The government announced yesterday (8 February) that the police will be given powers to arrest protesters who wear face coverings to threaten others and avoid prosecution in the Criminal Justice Bill. Any focus on this issue is welcome, but it is difficult to understand what new powers are necessary given the changes made to Section 60AA of the Criminal Justice and Public Order Act in 2017, which the Countryside Alliance campaigned long and hard for. 

These made provision for a senior police officer to give immediate oral authorisation for an order to be given by a police constable on the ground to remove face coverings. Previously, written authorisation prior to a demonstration or event had been required. Failing to comply with an order to remove face coverings is a criminal offence with a penalty of up to a month’s imprisonment.

Home Office Minister Brandon Lewis wrote to all Chief Constables highlighting the changes at the time. In his letter he said “The Government is committed to ensuring that the police have the powers they need to detect and investigate crime, but also to prevent it.
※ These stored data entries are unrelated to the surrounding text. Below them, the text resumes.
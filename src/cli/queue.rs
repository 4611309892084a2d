//! rota queue command implementation

use serde::Serialize;

use crate::cli::Context;
use crate::error::Result;
use crate::output::{emit_success, HumanOutput};
use crate::period::Period;
use crate::queue::{Preference, QueueMember, RotationQueue};
use crate::store::Store;

/// Options for `queue add`
pub struct AddOptions {
    pub name: String,
    pub min_gap: u32,
    pub random_factor: f64,
    pub workload: bool,
    pub require_admin: bool,
    pub conflict_window: u32,
}

/// Options for `queue avail`
pub struct AvailOptions {
    pub queue: String,
    pub user: String,
    pub exclude: Vec<String>,
    pub prefer: Vec<String>,
    pub avoid: Vec<String>,
    pub clear: Vec<String>,
}

#[derive(Serialize)]
struct QueueSummary {
    #[serde(flatten)]
    queue: RotationQueue,
    active_members: usize,
    inactive_members: usize,
}

#[derive(Serialize)]
struct MembershipReport {
    queue: String,
    members: Vec<QueueMember>,
}

pub fn run_add(ctx: &Context, options: AddOptions) -> Result<()> {
    let queue = RotationQueue::new(options.name.trim())
        .with_min_gap(options.min_gap)
        .with_random_factor(options.random_factor)
        .with_workload(options.workload)
        .with_admin_approval(options.require_admin)
        .with_conflict_window(options.conflict_window);
    let queue = ctx
        .store
        .transact(|ledger| Ok(ledger.add_queue(queue)?.clone()))?;
    tracing::info!(queue = %queue.name, actor = %ctx.actor, "queue created");

    let mut human = HumanOutput::new(format!("rota queue add: {}", queue.name));
    human.push_summary("id", queue.id.to_string());
    human.push_summary("min gap (months)", queue.min_gap_months.to_string());
    human.push_summary("random factor", queue.random_factor.to_string());
    human.push_summary("workload", queue.consider_workload.to_string());
    human.push_summary("admin approval", queue.require_admin_approval.to_string());
    human.push_next_step(format!("rota queue join {} <user>...", queue.name));

    emit_success(ctx.output, "queue add", &queue, Some(&human))
}

pub fn run_list(ctx: &Context) -> Result<()> {
    let ledger = ctx.store.read()?;
    let queues: Vec<QueueSummary> = ledger
        .queues
        .iter()
        .map(|queue| {
            let (active, inactive): (Vec<_>, Vec<_>) =
                ledger.members_of(queue.id).partition(|m| m.is_active);
            QueueSummary {
                queue: queue.clone(),
                active_members: active.len(),
                inactive_members: inactive.len(),
            }
        })
        .collect();

    let mut human = HumanOutput::new(format!("rota queue list: {} queue(s)", queues.len()));
    for summary in &queues {
        human.push_detail(format!(
            "{} ({} active, {} inactive, min gap {})",
            summary.queue.name,
            summary.active_members,
            summary.inactive_members,
            summary.queue.min_gap_months
        ));
    }

    emit_success(ctx.output, "queue list", &queues, Some(&human))
}

pub fn run_join(ctx: &Context, queue: &str, users: &[String]) -> Result<()> {
    let report = ctx.store.transact(|ledger| {
        let queue = ledger.find_queue(queue)?.clone();
        let mut members = Vec::with_capacity(users.len());
        for user in users {
            members.push(ledger.enroll(queue.id, user)?.clone());
        }
        Ok(MembershipReport {
            queue: queue.name,
            members,
        })
    })?;

    let mut human = HumanOutput::new(format!("rota queue join: {}", report.queue));
    for member in &report.members {
        human.push_detail(format!(
            "{} ({} assignments)",
            member.user_id, member.total_assignments
        ));
    }
    emit_success(ctx.output, "queue join", &report, Some(&human))
}

pub fn run_leave(ctx: &Context, queue: &str, user: &str) -> Result<()> {
    let report = ctx.store.transact(|ledger| {
        let queue = ledger.find_queue(queue)?.clone();
        let member = ledger
            .member_mut(queue.id, user)
            .ok_or_else(|| crate::error::Error::not_found("member", user))?;
        member.deactivate();
        Ok(MembershipReport {
            queue: queue.name,
            members: vec![member.clone()],
        })
    })?;

    let human = HumanOutput::new(format!("rota queue leave: {} left {}", user, report.queue));
    emit_success(ctx.output, "queue leave", &report, Some(&human))
}

pub fn run_avail(ctx: &Context, options: AvailOptions) -> Result<()> {
    let exclude = parse_periods(&options.exclude)?;
    let prefer = parse_periods(&options.prefer)?;
    let avoid = parse_periods(&options.avoid)?;
    let clear = parse_periods(&options.clear)?;

    let report = ctx.store.transact(|ledger| {
        let queue = ledger.find_queue(&options.queue)?.clone();
        let member = ledger
            .member_mut(queue.id, &options.user)
            .ok_or_else(|| crate::error::Error::not_found("member", &options.user))?;
        for period in &clear {
            member.availability.clear(period);
        }
        for period in exclude {
            member.availability.exclude(period);
        }
        for period in prefer {
            member.availability.prefer(period, Preference::Preferred);
        }
        for period in avoid {
            member.availability.prefer(period, Preference::Avoid);
        }
        Ok(MembershipReport {
            queue: queue.name,
            members: vec![member.clone()],
        })
    })?;

    let mut human = HumanOutput::new(format!("rota queue avail: {}", options.user));
    if let Some(member) = report.members.first() {
        let excluded: Vec<String> = member
            .availability
            .excluded_periods
            .iter()
            .map(Period::to_string)
            .collect();
        human.push_summary("excluded", excluded.join(", "));
        for (period, preference) in &member.availability.period_preference {
            human.push_detail(format!("{period}: {preference}"));
        }
    }
    emit_success(ctx.output, "queue avail", &report, Some(&human))
}

fn parse_periods(raw: &[String]) -> Result<Vec<Period>> {
    raw.iter().map(|p| p.parse()).collect()
}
This power will enhance their ability to do so in many public order situations, including large public events, protests and demonstrations”, which is almost identical to what the Home Secretary said yesterday.

The Alliance campaigned for the 2017 amendments and was pleased both that they were passed, and that the Minister raised the new powers with Chief Constables. In the last 7 years, however, the police have remained reluctant to act to remove face coverings whether in relation to animal rights extremists, political demonstrators or football hooligans. We would argue that since the change in the law in 2017 the fundamental problem is not that the law currently does not give the police sufficient powers to act against people who are using face coverings both to intimidate and to avoid prosecution for criminal activity, but that the police are not using those powers. 

Further amendment to the legislation may well be justified, but if the police do not use the current powers, even when Ministers write to Chief Constables, then it is difficult to see how new laws will change the situation. The wearing of balaclavas and other face coverings in this context is a cynical tactic and its use by extremists will continue to grow unless the police use the ample powers they already have to stop it.